L'approccio alle dipendenze e alla mancanza di controllo degli impulsi richiede una visione multifattoriale, riconoscendo che non esiste un'unica causa.

Da un punto di vista biologico e genetico, le prove suggeriscono che esiste una significativa predisposizione ereditaria.

Se una persona ha una storia familiare di alcolismo, il suo cervello può elaborare la sostanza in modo diverso, ottenendo un rinforzo più potente o sviluppando una tolleranza più rapida.

Questo non è una condanna, ma un fattore di rischio che deve essere riconosciuto e gestito, eliminando il senso di colpa morale ("sono un vizioso") e sostituendolo con la responsabilità biologica.

Il fattore ambientale è altrettanto critico. L'ambiente in cui si cresce e si vive funge da catalizzatore.

La disponibilità della sostanza, la normalizzazione culturale del consumo e l'età di inizio sono determinanti.

Ad esempio, iniziare a bere alcolici nella preadolescenza altera lo sviluppo cerebrale e moltiplica esponenzialmente il rischio di dipendenza nell'età adulta rispetto a chi inizia dopo i 21 anni.

Infine, il fattore psicologico (capacità di affrontare le difficoltà, gestione delle emozioni e convinzioni) interagisce con i precedenti.

Un trattamento efficace non può ignorare nessuno di questi aspetti: può richiedere una disintossicazione medica (biologica), un cambiamento dei circoli sociali (ambientale) e un allenamento alla flessibilità psicologica (psicologico).

Ignorare la biologia o l'ambiente e concentrarsi solo sulla "mente" porta spesso al fallimento terapeutico.

La riconnessione con i valori come prevenzione delle ricadute

Nella fase di mantenimento e recupero a lungo termine, la semplice astinenza ("non consumare") è spesso un motivatore insufficiente.
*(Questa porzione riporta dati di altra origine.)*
use std::collections::{HashMap, HashSet};

use sqlx::{Pool, Postgres};

use crate::{
    error::{Error, HtmlError, QueryError},
    pagination::{PageContext, PageQuery},
    schema::{Id, Recipe, SubscriptionRow, User},
    views::{RecipeShort, SubscriptionView, UserView},
};

use super::users::{get_user_by_id, user_not_found};

/// Subscribing to oneself is refused whatever else holds.
pub fn check_subscription_target(user_id: Id, author_id: Id) -> Result<(), Error> {
    if user_id == author_id {
        return Err(HtmlError::InvalidRequest.new("You cannot subscribe to yourself."));
    }
    Ok(())
}

/// Recipes shown per author; no limit or a negative one shows all.
pub fn recipes_bound(limit: Option<i64>) -> Option<i64> {
    limit.filter(|limit| !limit.is_negative())
}

pub async fn subscribe(
    user_id: Id,
    author_id: Id,
    recipes_limit: Option<i64>,
    pool: &Pool<Postgres>,
) -> Result<SubscriptionView, Error> {
    check_subscription_target(user_id, author_id)?;
    let author = get_user_by_id(pool, author_id)
        .await?
        .ok_or_else(user_not_found)?;

    let result = sqlx::query(
        "INSERT INTO subscriptions (user_id, author_id) VALUES ($1, $2) ON CONFLICT DO NOTHING",
    )
    .bind(user_id)
    .bind(author_id)
    .execute(pool)
    .await
    .map_err(QueryError::from)?;

    if result.rows_affected() == 0 {
        return Err(HtmlError::Conflict.new("You are already subscribed to this user."));
    }

    log::debug!("User {user_id} subscribed to {author_id}");
    subscription_view(author, recipes_limit, pool).await
}

pub async fn unsubscribe(user_id: Id, author_id: Id, pool: &Pool<Postgres>) -> Result<(), Error> {
    if get_user_by_id(pool, author_id).await?.is_none() {
        return Err(user_not_found());
    }

    let result = sqlx::query("DELETE FROM subscriptions WHERE user_id = $1 AND author_id = $2")
        .bind(user_id)
        .bind(author_id)
        .execute(pool)
        .await
        .map_err(QueryError::from)?;

    if result.rows_affected() == 0 {
        return Err(HtmlError::NotFound.new("You are not subscribed to this user."));
    }

    log::debug!("User {user_id} unsubscribed from {author_id}");
    Ok(())
}

/// Authors among `author_ids` the user follows.
pub async fn subscribed_authors(
    user_id: Id,
    author_ids: &[Id],
    pool: &Pool<Postgres>,
) -> Result<HashSet<Id>, Error> {
    let rows: Vec<(Id,)> = sqlx::query_as(
        "SELECT author_id FROM subscriptions WHERE user_id = $1 AND author_id = ANY($2)",
    )
    .bind(user_id)
    .bind(author_ids)
    .fetch_all(pool)
    .await
    .map_err(QueryError::from)?;

    Ok(rows.into_iter().map(|row| row.0).collect())
}

/// Newest recipes of each author, at most `recipes_limit` per author.
async fn author_recipes(
    author_ids: &[Id],
    recipes_limit: Option<i64>,
    pool: &Pool<Postgres>,
) -> Result<HashMap<Id, Vec<RecipeShort>>, Error> {
    let rows: Vec<Recipe> = sqlx::query_as(
        "
        SELECT * FROM (
            SELECT r.*, ROW_NUMBER() OVER (
                PARTITION BY r.author_id ORDER BY r.created DESC, r.id DESC
            ) AS position
            FROM recipes r
            WHERE r.author_id = ANY($1)
        ) ranked
        WHERE $2::BIGINT IS NULL OR ranked.position <= $2
        ORDER BY ranked.author_id, ranked.position
    ",
    )
    .bind(author_ids)
    .bind(recipes_bound(recipes_limit))
    .fetch_all(pool)
    .await
    .map_err(QueryError::from)?;

    let mut recipes: HashMap<Id, Vec<RecipeShort>> = HashMap::new();
    for recipe in rows {
        recipes.entry(recipe.author_id).or_default().push(recipe.into());
    }
    Ok(recipes)
}

async fn subscription_view(
    author: User,
    recipes_limit: Option<i64>,
    pool: &Pool<Postgres>,
) -> Result<SubscriptionView, Error> {
    let recipes_count: (i64,) = sqlx::query_as("SELECT COUNT(*) FROM recipes WHERE author_id = $1")
        .bind(author.id)
        .fetch_one(pool)
        .await
        .map_err(QueryError::from)?;
    let recipes = author_recipes(&[author.id], recipes_limit, pool)
        .await?
        .remove(&author.id)
        .unwrap_or_default();

    Ok(SubscriptionView {
        recipes_count: recipes_count.0,
        recipes,
        author: UserView::new(author, true),
    })
}

/// Authors the user follows, ordered by username.
pub async fn fetch_subscriptions(
    user_id: Id,
    page: &PageQuery,
    recipes_limit: Option<i64>,
    base_url: &str,
    pool: &Pool<Postgres>,
) -> Result<PageContext<SubscriptionView>, Error> {
    let rows: Vec<SubscriptionRow> = sqlx::query_as(
        "
        SELECT u.*,
               (SELECT COUNT(*) FROM recipes r WHERE r.author_id = u.id) AS recipes_count,
               COUNT(*) OVER() AS count
        FROM subscriptions s
        INNER JOIN users u ON u.id = s.author_id
        WHERE s.user_id = $1
        ORDER BY u.username
        LIMIT $2 OFFSET $3
    ",
    )
    .bind(user_id)
    .bind(page.limit())
    .bind(page.offset())
    .fetch_all(pool)
    .await
    .map_err(QueryError::from)?;

    let total_count = rows.first().map(|row| row.count).unwrap_or(0);
    let author_ids: Vec<Id> = rows.iter().map(|row| row.author.id).collect();
    let mut recipes = author_recipes(&author_ids, recipes_limit, pool).await?;

    let views = rows
        .into_iter()
        .map(|row| SubscriptionView {
            recipes: recipes.remove(&row.author.id).unwrap_or_default(),
            recipes_count: row.recipes_count,
            author: UserView::new(row.author, true),
        })
        .collect();

    Ok(PageContext::from_rows(views, total_count, page, base_url))
}

#[cfg(test)]
mod tests {
    use super::*;

    #[test]
    fn self_subscription_is_refused() {
        let error = check_subscription_target(4, 4).unwrap_err();
        assert_eq!(error.kind, HtmlError::InvalidRequest);
        assert!(check_subscription_target(4, 5).is_ok());
    }

    #[test]
    fn negative_recipe_limits_show_everything() {
        assert_eq!(recipes_bound(Some(2)), Some(2));
        assert_eq!(recipes_bound(Some(0)), Some(0));
        assert_eq!(recipes_bound(None), None);
        assert_eq!(recipes_bound(Some(-1)), None);
    }
}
Evitare qualcosa è un obiettivo "da uomo morto" (anche un cadavere può "non bere").

Per sostenere lo sforzo titanico che comporta il recupero, la persona ha bisogno di un "perché" potente. È qui che il lavoro sui valori diventa indispensabile.

Il recupero non deve concentrarsi solo sull'allontanarsi dalla droga o dall'abitudine, ma sull'avvicinarsi a una vita che valga la pena di essere vissuta.

Se una persona smette di giocare compulsivamente ma la sua vita rimane priva di scopo, relazioni e attività significative, il rischio di ricaduta è altissimo, perché il gioco riempiva quel vuoto.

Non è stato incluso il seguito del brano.